If you haven't seen it recently, here's the scene.
<http://www.youtube.com/watch?v=uZ1cyUN9RuY#t=5m01s>

I mean, I know it's a superhero movie, and I still wince at the force of the
impact. It's like watching someone get hit by a speeding bus -- only the
average superhero would destroy the bus and slow down over its length. The
sand actually _stops_ him.

------
peeters
The first section is a really roundabout and overly technical way of thinking
about the force exerted on each person, and as a result, even gets it
completely wrong:

> The sixth person in the human chain (the top person in a chain of six) would
> have to hold up a force of 660 pounds. This assumes an average human-chain
> person weight of 130 pounds

No. A chain of 5 would be a force of 650 pounds for the person on top (only
the hand they're grasping with matters, the force of the chain against a
link's ankle is pretty irrelevant, the human body has pretty good tensile
strength and can probably lift quite a bit before getting dislocated joints,
etc); a chain of 6 would be a force of 780 pounds.

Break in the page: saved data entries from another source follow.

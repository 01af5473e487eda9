//! Secret helpers.

use std::collections::BTreeMap;

use k8s_openapi::api::core::v1::Secret;
use kube::api::{Api, ObjectMeta, Patch, PatchParams};
use kube::Client;
use tracing::info;

use super::{KubeError, FIELD_MANAGER};

/// Decoded string data of `namespace/name`, or `None` if it does not exist.
///
/// # Errors
/// Returns error on API failures other than not-found.
pub async fn read(
    client: &Client,
    namespace: &str,
    name: &str,
) -> Result<Option<BTreeMap<String, String>>, KubeError> {
    let api: Api<Secret> = Api::namespaced(client.clone(), namespace);
    let Some(secret) = api.get_opt(name).await? else {
        return Ok(None);
    };
    let data = secret
        .data
        .unwrap_or_default()
        .into_iter()
        .map(|(k, v)| (k, String::from_utf8_lossy(&v.0).into_owned()))
        .collect();
    Ok(Some(data))
}

/// Create or replace `namespace/name` with `data`.
///
/// # Errors
/// Returns error if the API rejects the apply.
pub async fn apply(
    client: &Client,
    namespace: &str,
    name: &str,
    labels: BTreeMap<String, String>,
    data: BTreeMap<String, String>,
) -> Result<(), KubeError> {
    let api: Api<Secret> = Api::namespaced(client.clone(), namespace);
    let secret = Secret {
        metadata: ObjectMeta {
            name: Some(name.to_string()),
            namespace: Some(namespace.to_string()),
            labels: (!labels.is_empty()).then_some(labels),
            ..ObjectMeta::default()
        },
        string_data: Some(data),
        type_: Some("Opaque".to_string()),
        ..Secret::default()
    };
    api.patch(
        name,
        &PatchParams::apply(FIELD_MANAGER).force(),
        &Patch::Apply(&secret),
    )
    .await?;
    info!(namespace = %namespace, name = %name, "Applied secret");
    Ok(())
}
use crate::cache::DEFAULT_CACHE_TTL;
use crate::error::ConfigError;
use crate::poller::{PollerConfig, DEFAULT_MAX_ATTEMPTS, DEFAULT_POLL_INTERVAL};
use serde::{Deserialize, Serialize};
use std::env;
use std::fs;
use std::time::Duration;

const DEFAULT_REQUEST_TIMEOUT_SECS: u64 = 30;
const DEFAULT_PORT: u16 = 8888;
const DEFAULT_NODE_NAME: &str = "vn-stock-advisor";
const DEFAULT_ENVIRONMENT: &str = "development";

// Credentials for the crew job API
#[derive(Clone, Debug, Serialize, Deserialize)]
pub struct CrewConfig {
    pub url: String,
    pub bearer_token: String,
}

// YAML-serializable configuration structure
#[derive(Serialize, Deserialize, Debug)]
pub struct ConfigYaml {
    pub node_name: Option<String>,
    pub crew: CrewConfig,
    pub max_attempts: Option<u32>,
    pub poll_interval_secs: Option<u64>,
    pub request_timeout_secs: Option<u64>,
    pub cache_ttl_secs: Option<u64>,
    pub environment: Option<String>,
    pub port: Option<u16>,
}

// Holds application-wide settings
#[derive(Clone, Debug)]
pub struct AppConfig {
    pub node_name: String,
    pub crew: CrewConfig,
    pub poller: PollerConfig,
    pub request_timeout: Duration,
    pub cache_ttl: Duration,
    pub environment: String,
    pub port: u16,
}

impl AppConfig {
    // Load configuration from YAML file or environment variables
    pub fn load() -> Result<Self, ConfigError> {
        if let Ok(config_file) = env::var("CONFIG_FILE") {
            Self::from_yaml(&config_file)
        } else {
            Self::from_env()
        }
    }

    pub fn from_yaml(file_path: &str) -> Result<Self, ConfigError> {
        let yaml_content = fs::read_to_string(file_path).map_err(|source| ConfigError::Read {
            path: file_path.to_string(),
            source,
        })?;
        Self::from_yaml_str(&yaml_content)
    }

    pub fn from_yaml_str(yaml_content: &str) -> Result<Self, ConfigError> {
        let yaml_config: ConfigYaml = serde_yaml::from_str(yaml_content)?;

        if yaml_config.crew.url.trim().is_empty() {
            return Err(ConfigError::Missing("crew.url"));
        }
        if yaml_config.crew.bearer_token.trim().is_empty() {
            return Err(ConfigError::Missing("crew.bearer_token"));
        }

        Ok(Self {
            node_name: yaml_config.node_name.unwrap_or_else(|| DEFAULT_NODE_NAME.to_string()),
            crew: CrewConfig {
                url: yaml_config.crew.url.trim_end_matches('/').to_string(),
                bearer_token: yaml_config.crew.bearer_token,
            },
            poller: PollerConfig {
                max_attempts: yaml_config.max_attempts.unwrap_or(DEFAULT_MAX_ATTEMPTS),
                poll_interval: yaml_config
                    .poll_interval_secs
                    .map(Duration::from_secs)
                    .unwrap_or(DEFAULT_POLL_INTERVAL),
            },
            request_timeout: Duration::from_secs(
                yaml_config.request_timeout_secs.unwrap_or(DEFAULT_REQUEST_TIMEOUT_SECS),
            ),
            cache_ttl: yaml_config
                .cache_ttl_secs
                .map(Duration::from_secs)
                .unwrap_or(DEFAULT_CACHE_TTL),
            environment: yaml_config.environment.unwrap_or_else(|| DEFAULT_ENVIRONMENT.to_string()),
            port: yaml_config.port.unwrap_or(DEFAULT_PORT),
        })
    }

    // Load all configuration from environment variables
    pub fn from_env() -> Result<Self, ConfigError> {
        dotenvy::dotenv().ok(); // Load .env file if present
        Self::from_lookup(|key| env::var(key).ok())
    }

    pub fn from_lookup<F>(lookup: F) -> Result<Self, ConfigError>
    where
        F: Fn(&str) -> Option<String>,
    {
        let required = |key: &'static str| {
            lookup(key)
                .filter(|value| !value.trim().is_empty())
                .ok_or(ConfigError::Missing(key))
        };
        let parsed_u64 = |key: &str, default: u64| {
            lookup(key).and_then(|s| s.parse().ok()).unwrap_or(default)
        };

        let crew = CrewConfig {
            url: required("CREW_URL")?.trim_end_matches('/').to_string(),
            bearer_token: required("BEARER_TOKEN")?,
        };

        let max_attempts = lookup("MAX_ATTEMPTS")
            .and_then(|s| s.parse().ok())
            .unwrap_or(DEFAULT_MAX_ATTEMPTS);

        let poll_interval_secs = parsed_u64("POLL_INTERVAL", DEFAULT_POLL_INTERVAL.as_secs());
        let request_timeout_secs = parsed_u64("REQUEST_TIMEOUT", DEFAULT_REQUEST_TIMEOUT_SECS);
        let cache_ttl_secs = parsed_u64("CACHE_TTL", DEFAULT_CACHE_TTL.as_secs()); // Default to 1 hour

        let port = lookup("PORT")
            .and_then(|s| s.parse().ok())
            .unwrap_or(DEFAULT_PORT);

        let node_name = lookup("NODE_NAME").unwrap_or_else(|| DEFAULT_NODE_NAME.to_string());
        let environment = lookup("ENVIRONMENT").unwrap_or_else(|| DEFAULT_ENVIRONMENT.to_string());

        Ok(Self {
            node_name,
            crew,
            poller: PollerConfig {
                max_attempts,
                poll_interval: Duration::from_secs(poll_interval_secs),
            },
            request_timeout: Duration::from_secs(request_timeout_secs),
            cache_ttl: Duration::from_secs(cache_ttl_secs),
            environment,
            port,
        })
    }
}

This isn't rocket science, and really is so intuitive that this explanation is
just beating around the bush. Here's how you really calculate it:

> The force exerted on the top person is the total weight of the chain.

The end. A chain of two 130-pound people exerts the exact same force as a
"chain" of one 260-pound person.

------
podperson
This completely ruins this movie and its predecessors for me. Here I was
thinking that, say, everything the Hulk does obeys the laws of physics.

One major quibble -- why the hell does his chart's y-axis start at 100?!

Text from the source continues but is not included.